SOURCE MATERIAL:
-*-*-

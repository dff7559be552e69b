//! Schema preparation before analysis.
//!
//! Applies Flyway migrations and an ad hoc init script to the fresh
//! database. Both steps are optional; migrations always run before the
//! init script so the script can build on the migrated schema.

use std::path::Path;
use std::sync::Arc;

use tokio::process::Command;
use tracing::info;

use crate::error::PreparationError;
use crate::provision::DatabaseHandle;
use crate::runtime::{excerpt, ContainerRuntime, ContainerSpec, Mount};

const FLYWAY_IMAGE: &str = "flyway/flyway";
const FLYWAY_SQL_DIR: &str = "/flyway/sql";
const STDERR_EXCERPT: usize = 500;

/// Applies migrations and init scripts to a provisioned database.
pub struct SchemaPreparer {
    runtime: Arc<dyn ContainerRuntime>,
    flyway_version: String,
}

impl SchemaPreparer {
    pub fn new(runtime: Arc<dyn ContainerRuntime>, flyway_version: impl Into<String>) -> Self {
        Self {
            runtime,
            flyway_version: flyway_version.into(),
        }
    }

    pub fn image(&self) -> String {
        format!("{}:{}", FLYWAY_IMAGE, self.flyway_version)
    }

    /// Runs the configured preparation steps in order.
    pub async fn prepare(
        &self,
        database: &DatabaseHandle,
        migration_source: Option<&Path>,
        init_script: Option<&Path>,
    ) -> Result<(), PreparationError> {
        match migration_source {
            Some(source) => self.run_flyway(database, source).await?,
            None => info!("no migration source configured, skipping flyway"),
        }
        match init_script {
            Some(script) => self.run_init_script(database, script).await?,
            None => info!("no init script configured, skipping psql"),
        }
        Ok(())
    }

    async fn run_flyway(
        &self,
        database: &DatabaseHandle,
        source: &Path,
    ) -> Result<(), PreparationError> {
        info!(source = %source.display(), image = %self.image(), "applying migrations");
        let spec = self.flyway_spec(database, source);
        let output = self
            .runtime
            .run_to_completion(&spec)
            .await
            .map_err(PreparationError::Migration)?;
        if !output.success() {
            return Err(PreparationError::MigrationFailed {
                code: output.exit_code,
                stderr: excerpt(&output.stderr, STDERR_EXCERPT),
            });
        }
        Ok(())
    }

    fn flyway_spec(&self, database: &DatabaseHandle, source: &Path) -> ContainerSpec {
        let url = format!(
            "jdbc:postgresql://{}:{}/{}",
            database.host, database.port, database.database
        );
        ContainerSpec::new(self.image())
            .with_mount(Mount::new(source, FLYWAY_SQL_DIR))
            .with_args([
                format!("-locations=filesystem:{}", FLYWAY_SQL_DIR),
                format!("-url={}", url),
                format!("-user={}", database.user),
                format!("-password={}", database.password()),
                "migrate".to_string(),
            ])
    }

    async fn run_init_script(
        &self,
        database: &DatabaseHandle,
        script: &Path,
    ) -> Result<(), PreparationError> {
        info!(script = %script.display(), "applying init script");
        let output = Command::new("psql")
            .args(["-v", "ON_ERROR_STOP=1", "-f"])
            .arg(script)
            .envs(psql_env(database))
            .output()
            .await
            .map_err(PreparationError::PsqlSpawn)?;

        if !output.status.success() {
            return Err(PreparationError::InitScriptFailed {
                path: script.display().to_string(),
                code: output.status.code().unwrap_or(-1),
                stderr: excerpt(&String::from_utf8_lossy(&output.stderr), STDERR_EXCERPT),
            });
        }
        Ok(())
    }
}

/// Connection settings for `psql`.
///
/// Credentials travel through the environment, never the argument vector,
/// so they cannot show up in a process listing.
pub fn psql_env(database: &DatabaseHandle) -> Vec<(String, String)> {
    vec![
        ("PGPASSWORD".to_string(), database.password().to_string()),
        ("PGHOST".to_string(), database.host.clone()),
        ("PGPORT".to_string(), database.port.to_string()),
        ("PGUSER".to_string(), database.user.clone()),
        ("PGDATABASE".to_string(), database.database.clone()),
    ]
}
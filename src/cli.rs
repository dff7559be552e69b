//! Command line interface.
//!
//! Every option can also be supplied through the `INPUT_*` environment
//! variables a composite GitHub Action passes to its steps.

use std::sync::Arc;

use anyhow::Context;
use clap::Parser;
use tracing::info;

use crate::config::PipelineConfig;
use crate::github::{GitHubClient, ReviewPlatform};
use crate::pipeline::{Pipeline, Stage};
use crate::runtime::DockerCli;
use crate::workflow::WorkflowContext;

#[derive(Debug, Parser)]
#[command(
    name = "dblint-gate",
    about = "Run dblinter against an ephemeral PostgreSQL database",
    version
)]
pub struct Cli {
    /// Where the findings report is written (directories are created)
    #[arg(long, env = "INPUT_REPORT_PATH")]
    pub report_path: String,

    /// Directory of Flyway migrations to apply before the analysis
    #[arg(long, env = "INPUT_FLYWAY_MIGRATION")]
    pub flyway_migration: Option<String>,

    /// SQL script applied with psql after the migrations
    #[arg(long, env = "INPUT_INIT_SCRIPT")]
    pub init_script: Option<String>,

    /// dblinter configuration file
    #[arg(long, env = "INPUT_DBLINTER_CONFIG")]
    pub dblinter_config: Option<String>,

    /// Image tag of the dblinter analyzer
    #[arg(long, env = "INPUT_DBLINTER_VERSION")]
    pub dblinter_version: String,

    /// Image tag of the PostgreSQL database
    #[arg(long, env = "INPUT_POSTGRES_VERSION")]
    pub postgres_version: String,

    /// Image tag of Flyway
    #[arg(long, env = "INPUT_FLYWAY_VERSION")]
    pub flyway_version: String,

    /// Post the findings as a pull request comment (true/false)
    #[arg(
        long,
        env = "INPUT_PR_COMMENT",
        default_value_t = false,
        action = clap::ArgAction::Set
    )]
    pub pr_comment: bool,

    /// Token used to create or update the pull request comment
    #[arg(long, env = "GITHUB_TOKEN", hide_env_values = true)]
    pub github_token: Option<String>,

    /// Log level (trace, debug, info, warn, error)
    #[arg(short, long, default_value = "info")]
    pub log_level: String,
}

pub fn parse_cli() -> Cli {
    Cli::parse()
}

pub async fn run() -> anyhow::Result<()> {
    run_with_cli(parse_cli()).await
}

pub async fn run_with_cli(cli: Cli) -> anyhow::Result<()> {
    info!(stage = %Stage::Validating, "resolving inputs");
    let context = WorkflowContext::from_env()?;
    let config = PipelineConfig::resolve(&cli, &context)?;
    info!(
        report = %config.report_path().display(),
        dblinter = %config.dblinter_version,
        postgres = %config.postgres_version,
        flyway = %config.flyway_version,
        publish_comment = config.publish_comment,
        "configuration resolved"
    );

    let runtime = Arc::new(DockerCli::new());
    let platform = review_platform(&config, &context)?;
    let pipeline = Pipeline::new(config, context, runtime, platform);

    let summary = pipeline.run().await?;
    info!(
        report = %summary.report_path.display(),
        comment_published = summary.comment_published,
        "analysis complete"
    );
    Ok(())
}

fn review_platform(
    config: &PipelineConfig,
    context: &WorkflowContext,
) -> anyhow::Result<Option<Arc<dyn ReviewPlatform>>> {
    if !config.publish_comment || context.pull_request.is_none() {
        return Ok(None);
    }
    let (token, repository) = match (&config.github_token, &context.repository) {
        (Some(token), Some(repository)) => (token, repository),
        _ => return Ok(None),
    };
    let client = GitHubClient::new(context.api_url.clone(), repository.clone(), token.clone())
        .context("could not build the review platform client")?;
    Ok(Some(Arc::new(client)))
}
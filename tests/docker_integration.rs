//! Integration tests that exercise a real container engine.
//!
//! Excluded from the default test run; they need Docker and network
//! access to pull images.

use std::sync::Arc;

use dblint_gate::provision::PostgresProvisioner;
use dblint_gate::runtime::{ContainerRuntime, DockerCli};

#[tokio::test]
#[ignore] // Run with: cargo test --test docker_integration -- --ignored
async fn test_provision_and_teardown_real_container() {
    let runtime = Arc::new(DockerCli::new());
    runtime
        .pull("postgres:16")
        .await
        .expect("failed to pull postgres image");

    let provisioner = PostgresProvisioner::new(runtime.clone());
    let database = provisioner
        .provision("16")
        .await
        .expect("failed to provision database");

    assert!(!database.host.is_empty());
    assert_eq!(database.port, 5432);

    provisioner
        .teardown(database)
        .await
        .expect("failed to stop database container");
}

#[tokio::test]
#[ignore] // Run with: cargo test --test docker_integration -- --ignored
async fn test_pull_unknown_image_fails() {
    let runtime = DockerCli::new();
    let result = runtime.pull("dblint-gate-no-such-image:latest").await;
    assert!(result.is_err());
}
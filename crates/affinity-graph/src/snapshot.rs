//! Snapshot encoding for the index.
//!
//! A snapshot lists items sorted by key and relations sorted by endpoint
//! pair, so encoding is deterministic: the same index always produces the
//! same bytes, and `to_bytes(from_bytes(to_bytes(x))) == to_bytes(x)`.

use crate::index::IncrementalIndex;
use crate::store::StoreError;
use affinity_core::{Error, Item, Relation};
use serde::{Deserialize, Serialize};

/// Canonical, serializable form of an [`IncrementalIndex`].
#[derive(Debug, Clone, PartialEq, Serialize, Deserialize)]
pub struct IndexSnapshot {
    pub items: Vec<Item>,
    pub relations: Vec<Relation>,
}

impl IncrementalIndex {
    /// Captures the index in canonical order.
    pub fn snapshot(&self) -> IndexSnapshot {
        let mut items: Vec<Item> = self.items.values().cloned().collect();
        items.sort_by(|a, b| a.key.cmp(&b.key));

        let mut relations = self.graph.relations();
        relations.sort_by(|a, b| a.endpoints().cmp(&b.endpoints()));

        IndexSnapshot { items, relations }
    }

    /// Rebuilds an index from a snapshot.
    ///
    /// Fails with [`Error::AlreadyExists`] on a repeated key and
    /// [`Error::NotFound`] on a relation naming an unknown item.
    pub fn from_snapshot(snapshot: IndexSnapshot) -> Result<Self, Error> {
        let mut index = IncrementalIndex::new();
        for item in snapshot.items {
            if index.items.contains_key(&item.key) {
                return Err(Error::AlreadyExists(item.key.to_string()));
            }
            index.graph.add_vertex(&item.key);
            index.tags.insert(&item);
            index.names.insert(&item.key);
            index.items.insert(item.key.clone(), item);
        }
        for relation in snapshot.relations {
            let (a, b) = relation.endpoints();
            if let Some(missing) = [a, b].into_iter().find(|key| !index.items.contains_key(*key)) {
                return Err(Error::NotFound(missing.to_string()));
            }
            index.graph.add(relation);
        }
        Ok(index)
    }

    /// Encodes the index with bincode.
    pub fn to_bytes(&self) -> Result<Vec<u8>, StoreError> {
        Ok(bincode::serialize(&self.snapshot())?)
    }

    /// Decodes an index produced by [`IncrementalIndex::to_bytes`].
    pub fn from_bytes(bytes: &[u8]) -> Result<Self, StoreError> {
        let snapshot: IndexSnapshot = bincode::deserialize(bytes)?;
        Ok(Self::from_snapshot(snapshot)?)
    }
}
//! Affinity Service - async access to a shared index
//!
//! This crate wraps an [`IncrementalIndex`] for use from async code:
//! - Writers (add, update, remove) take an exclusive lock
//! - Queries share a read lock and run on the blocking pool, so a long
//!   traversal never stalls the async scheduler
//! - Queries accept a cancellation token checked once per traversal step

use affinity_graph::IncrementalIndex;
use std::sync::Arc;
use tokio::sync::RwLock;

/// Shared index state across tasks.
pub type SharedIndex = Arc<RwLock<IncrementalIndex>>;

mod config;
mod service;

pub use config::ServiceConfig;
pub use service::{SearchService, ServiceError};
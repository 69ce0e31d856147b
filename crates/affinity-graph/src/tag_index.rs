//! Tag lookup for indexed items.

use affinity_core::{normalize, Item, ItemKey};
use std::collections::{BTreeSet, HashMap};

/// Maps normalized tags to the keys of items carrying them.
#[derive(Debug, Default, Clone)]
pub struct TagIndex {
    by_tag: HashMap<String, BTreeSet<ItemKey>>,
}

impl TagIndex {
    pub fn new() -> Self {
        Self::default()
    }

    /// Registers every tag of `item`.
    pub fn insert(&mut self, item: &Item) {
        for tag in &item.tags {
            self.by_tag
                .entry(normalize(tag))
                .or_default()
                .insert(item.key.clone());
        }
    }

    /// Unregisters every tag of `item`, dropping buckets that become empty.
    pub fn remove(&mut self, item: &Item) {
        for tag in &item.tags {
            let tag = normalize(tag);
            if let Some(keys) = self.by_tag.get_mut(&tag) {
                keys.remove(&item.key);
                if keys.is_empty() {
                    self.by_tag.remove(&tag);
                }
            }
        }
    }

    /// Keys of items carrying `tag`, in key order.
    pub fn keys_with(&self, tag: &str) -> impl Iterator<Item = &ItemKey> {
        self.by_tag.get(&normalize(tag)).into_iter().flatten()
    }

    /// Number of distinct tags.
    pub fn len(&self) -> usize {
        self.by_tag.len()
    }

    pub fn is_empty(&self) -> bool {
        self.by_tag.is_empty()
    }
}

#[cfg(test)]
mod tests {
    use super::*;

    #[test]
    fn test_lookup_is_case_insensitive() {
        let mut index = TagIndex::new();
        index.insert(&Item::new("Trigun").with_tags(["Space", "Western"]));
        index.insert(&Item::new("Bebop").with_tags(["space"]));

        let keys: Vec<_> = index.keys_with("SPACE").map(ItemKey::as_str).collect();
        assert_eq!(keys, vec!["bebop", "trigun"]);
        assert_eq!(index.len(), 2);
    }

    #[test]
    fn test_remove_drops_empty_buckets() {
        let mut index = TagIndex::new();
        let item = Item::new("Trigun").with_tags(["space", "western"]);
        index.insert(&item);
        index.remove(&item);
        assert!(index.is_empty());
        assert_eq!(index.keys_with("space").count(), 0);
    }
}
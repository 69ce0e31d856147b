//! Property tests for the decrease-key priority queue.
//!
//! These check invariants that should hold for any sequence of operations:
//! - pops come out in non-decreasing priority order
//! - a re-prioritized key pops with its latest priority
//! - membership matches inserted-minus-removed

use affinity_core::PriorityQueue;
use proptest::prelude::*;
use std::collections::HashMap;

#[derive(Debug, Clone)]
enum Op {
    Insert(u8, u16),
    Change(u8, u16),
    Remove(u8),
    Pop,
}

fn arb_op() -> impl Strategy<Value = Op> {
    prop_oneof![
        (any::<u8>(), any::<u16>()).prop_map(|(k, p)| Op::Insert(k, p)),
        (any::<u8>(), any::<u16>()).prop_map(|(k, p)| Op::Change(k, p)),
        any::<u8>().prop_map(Op::Remove),
        Just(Op::Pop),
    ]
}

proptest! {
    #[test]
    fn pops_are_non_decreasing(priorities in prop::collection::vec(0u32..1000, 0..200)) {
        let mut queue = PriorityQueue::new();
        for (key, priority) in priorities.iter().enumerate() {
            queue.insert(key, *priority).unwrap();
        }

        let mut last = 0;
        let mut popped = 0;
        while let Ok((_, priority)) = queue.pop() {
            prop_assert!(priority >= last);
            last = priority;
            popped += 1;
        }
        prop_assert_eq!(popped, priorities.len());
    }

    #[test]
    fn change_priority_then_pop_reflects_new_value(
        priorities in prop::collection::vec(1u32..1000, 1..100),
        pick in any::<prop::sample::Index>(),
    ) {
        let mut queue = PriorityQueue::new();
        for (key, priority) in priorities.iter().enumerate() {
            queue.insert(key, *priority).unwrap();
        }

        let target = pick.index(priorities.len());
        queue.change_priority(&target, 0).unwrap();
        prop_assert_eq!(queue.pop().unwrap(), (target, 0));
    }

    #[test]
    fn matches_reference_model(ops in prop::collection::vec(arb_op(), 0..300)) {
        let mut queue = PriorityQueue::new();
        let mut model: HashMap<u8, u16> = HashMap::new();

        for op in ops {
            match op {
                Op::Insert(k, p) => {
                    let inserted = queue.insert(k, p).is_ok();
                    prop_assert_eq!(inserted, !model.contains_key(&k));
                    model.entry(k).or_insert(p);
                }
                Op::Change(k, p) => {
                    let changed = queue.change_priority(&k, p).is_ok();
                    prop_assert_eq!(changed, model.contains_key(&k));
                    if let Some(slot) = model.get_mut(&k) {
                        *slot = p;
                    }
                }
                Op::Remove(k) => {
                    prop_assert_eq!(queue.remove(&k), model.remove(&k));
                }
                Op::Pop => match queue.pop() {
                    Ok((k, p)) => {
                        let min = model.values().copied().min();
                        prop_assert_eq!(Some(p), min);
                        prop_assert_eq!(model.remove(&k), Some(p));
                    }
                    Err(_) => prop_assert!(model.is_empty()),
                },
            }

            prop_assert_eq!(queue.len(), model.len());
            for key in model.keys() {
                prop_assert!(queue.contains(key));
            }
        }
    }

    #[test]
    fn ordered_view_matches_drain(priorities in prop::collection::vec(0u32..50, 0..100)) {
        let mut queue = PriorityQueue::new();
        for (key, priority) in priorities.iter().enumerate() {
            queue.insert(key, *priority).unwrap();
        }

        let view: Vec<u32> = queue.ordered_view().into_iter().map(|(_, p)| p).collect();
        let mut drained = Vec::new();
        while let Ok((_, p)) = queue.pop() {
            drained.push(p);
        }
        prop_assert_eq!(view, drained);
    }
}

-*-*-

YOUR GOAL: Lines to set down from above: the line with "let snapshot: IndexSnapshot", the line with "let tag = normalize(tag);", and every line between, each exactly as written.

ANSWER TO THE PROBLEM:
        let snapshot: IndexSnapshot = bincode::deserialize(bytes)?;
        Ok(Self::from_snapshot(snapshot)?)
    }
}
//! Affinity Service - async access to a shared index
//!
//! This crate wraps an [`IncrementalIndex`] for use from async code:
//! - Writers (add, update, remove) take an exclusive lock
//! - Queries share a read lock and run on the blocking pool, so a long
//!   traversal never stalls the async scheduler
//! - Queries accept a cancellation token checked once per traversal step

use affinity_graph::IncrementalIndex;
use std::sync::Arc;
use tokio::sync::RwLock;

/// Shared index state across tasks.
pub type SharedIndex = Arc<RwLock<IncrementalIndex>>;

mod config;
mod service;

pub use config::ServiceConfig;
pub use service::{SearchService, ServiceError};
repository 69ce0e31d856147b
filename crates/affinity-graph/src/tag_index.rs
//! Tag lookup for indexed items.

use affinity_core::{normalize, Item, ItemKey};
use std::collections::{BTreeSet, HashMap};

/// Maps normalized tags to the keys of items carrying them.
#[derive(Debug, Default, Clone)]
pub struct TagIndex {
    by_tag: HashMap<String, BTreeSet<ItemKey>>,
}

impl TagIndex {
    pub fn new() -> Self {
        Self::default()
    }

    /// Registers every tag of `item`.
    pub fn insert(&mut self, item: &Item) {
        for tag in &item.tags {
            self.by_tag
                .entry(normalize(tag))
                .or_default()
                .insert(item.key.clone());
        }
    }

    /// Unregisters every tag of `item`, dropping buckets that become empty.
    pub fn remove(&mut self, item: &Item) {
        for tag in &item.tags {
            let tag = normalize(tag);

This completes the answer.